The US legislative response to Columbine was effectively to do nothing. Everybody knows why: the US gun lobby, funded by firearms manufacturers, campaigns to protect the Constitution’s Second Amendment provision for ‘a well-regulated militia’ which is, the Amendment claims, ‘necessary to the security of a free state’. A militia, it is worth remembering, is an amateur army.

In Richard Ford’s novel Be Mine (2023), an aging Frank Bascombe visits ‘the Comanche mall’. Here, ‘as in many public places now – and for perfectly supportable reasons’, Frank feels that ‘someone from somewhere may be about to shoot me’. An American undergraduate recently told me that every day for five years, between the ages of thirteen and seventeen, she imagined constantly that she might be murdered: because she was in school.

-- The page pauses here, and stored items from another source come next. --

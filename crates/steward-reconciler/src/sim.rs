//! Simulated collaborators.
//!
//! In-process stand-ins for the real provisioning, health-probe, and backup
//! systems. Every operation succeeds immediately (no artificial latency);
//! each carries a failure switch so tests can exercise the engine's
//! failure-recovery paths.

use std::sync::atomic::{AtomicBool, Ordering};

use anyhow::bail;
use async_trait::async_trait;
use tracing::info;

use steward_core::{DatabaseSpec, HealthReport};

use crate::collaborators::{BackupTransport, HealthProbe, Provisioner};

/// Simulated provisioning backend.
#[derive(Default)]
pub struct SimProvisioner {
    failing: AtomicBool,
}

impl SimProvisioner {
    pub fn new() -> Self {
        Self::default()
    }

    /// Make every subsequent call fail (or succeed again).
    pub fn set_failing(&self, failing: bool) {
        self.failing.store(failing, Ordering::SeqCst);
    }

    fn check(&self, op: &str) -> anyhow::Result<()> {
        if self.failing.load(Ordering::SeqCst) {
            bail!("simulated provisioner failure during {op}");
        }
        Ok(())
    }
}

#[async_trait]
impl Provisioner for SimProvisioner {
    async fn create_volume(&self, name: &str, spec: &DatabaseSpec) -> anyhow::Result<()> {
        self.check("volume creation")?;
        info!(%name, storage = spec.storage().unwrap_or("?"), "creating persistent volume claim");
        Ok(())
    }

    async fn create_workload(&self, name: &str, spec: &DatabaseSpec) -> anyhow::Result<()> {
        self.check("workload creation")?;
        info!(
            %name,
            engine = spec.engine().unwrap_or("?"),
            version = spec.version().unwrap_or("?"),
            replicas = spec.replicas(),
            "creating stateful set"
        );
        Ok(())
    }

    async fn create_endpoint(&self, name: &str, _spec: &DatabaseSpec) -> anyhow::Result<()> {
        self.check("endpoint creation")?;
        info!(%name, "creating service");
        Ok(())
    }

    async fn apply_config(&self, name: &str, _spec: &DatabaseSpec) -> anyhow::Result<()> {
        self.check("config application")?;
        info!(%name, "creating config map");
        Ok(())
    }

    async fn await_workload_ready(&self, name: &str, _spec: &DatabaseSpec) -> anyhow::Result<()> {
        self.check("workload admission")?;
        info!(%name, "waiting for pod to be admitted");
        Ok(())
    }

    async fn check_ready(&self, name: &str, _spec: &DatabaseSpec) -> anyhow::Result<bool> {
        self.check("readiness check")?;
        info!(%name, "readiness check passed");
        Ok(true)
    }

    async fn apply_update(&self, name: &str, spec: &DatabaseSpec) -> anyhow::Result<()> {
        self.check("update")?;
        info!(
            %name,
            version = spec.version().unwrap_or("?"),
            replicas = spec.replicas(),
            "applying updated spec"
        );
        Ok(())
    }

    async fn delete_workload(&self, name: &str) -> anyhow::Result<()> {
        self.check("workload deletion")?;
        info!(%name, "deleting stateful set");
        Ok(())
    }

    async fn delete_endpoint(&self, name: &str) -> anyhow::Result<()> {
        self.check("endpoint deletion")?;
        info!(%name, "deleting service");
        Ok(())
    }

    async fn delete_volume(&self, name: &str) -> anyhow::Result<()> {
        self.check("volume deletion")?;
        info!(%name, "deleting persistent volume claim");
        Ok(())
    }
}

/// Simulated health probe returning a canned healthy report.
#[derive(Default)]
pub struct SimHealthProbe {
    failing: AtomicBool,
}

impl SimHealthProbe {
    pub fn new() -> Self {
        Self::default()
    }

    pub fn set_failing(&self, failing: bool) {
        self.failing.store(failing, Ordering::SeqCst);
    }
}

#[async_trait]
impl HealthProbe for SimHealthProbe {
    async fn probe(&self, name: &str, _spec: &DatabaseSpec) -> anyhow::Result<HealthReport> {
        if self.failing.load(Ordering::SeqCst) {
            bail!("simulated probe failure for {name}");
        }
        Ok(HealthReport {
            status: "healthy".to_string(),
            uptime: "1h 23m".to_string(),
            connections: 15,
            storage_used: "2.3 GB".to_string(),
        })
    }
}

/// Simulated backup transport.
#[derive(Default)]
pub struct SimBackupTransport {
    failing: AtomicBool,
}

impl SimBackupTransport {
    pub fn new() -> Self {
        Self::default()
    }

    pub fn set_failing(&self, failing: bool) {
        self.failing.store(failing, Ordering::SeqCst);
    }

    fn check(&self, op: &str) -> anyhow::Result<()> {
        if self.failing.load(Ordering::SeqCst) {
            bail!("simulated backup transport failure during {op}");
        }
        Ok(())
    }
}

#[async_trait]
impl BackupTransport for SimBackupTransport {
    async fn snapshot(&self, name: &str) -> anyhow::Result<()> {
        self.check("snapshot")?;
        info!(%name, "creating snapshot");
        Ok(())
    }

    async fn upload(&self, backup_id: &str) -> anyhow::Result<()> {
        self.check("upload")?;
        info!(%backup_id, "uploading to object storage");
        Ok(())
    }
}
//! steward-ops: the operations façade of the Steward operator.
//!
//! External callers (a CLI, an HTTP layer, a demo driver) talk to the
//! [`Operator`]: it validates and mutates resources, triggers the
//! reconciliation engine, and exposes read-only status views. Every
//! mutating operation runs inside the resource's exclusive section, so a
//! spec update and its synchronous reconcile form one logical transaction.

pub mod operator;
pub mod view;

pub use operator::Operator;
pub use view::DatabaseStatusView;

American kindergartens and elementary schools routinely conduct ‘active shooter drills’: what to do when somebody from somewhere arrives to shoot you.

In the quarter-century-plus since Columbine, the mass shooting – of which the school shooting has become a kind of nightmarish subgenre – has become an American folk ritual. The alienated or mentally ill young man, alone in his room. The efforts by parents to reach him – or the absence, physical or emotional, of father, mother, carer … The growing cache of weapons. The warning signs. The unease. The massacre. The numbers of the dead and wounded. The suicide. The statement by the local sheriff. The vigil. The psychological autopsy of the shooter: could we have known? The call for ‘gun control’. The legislative void.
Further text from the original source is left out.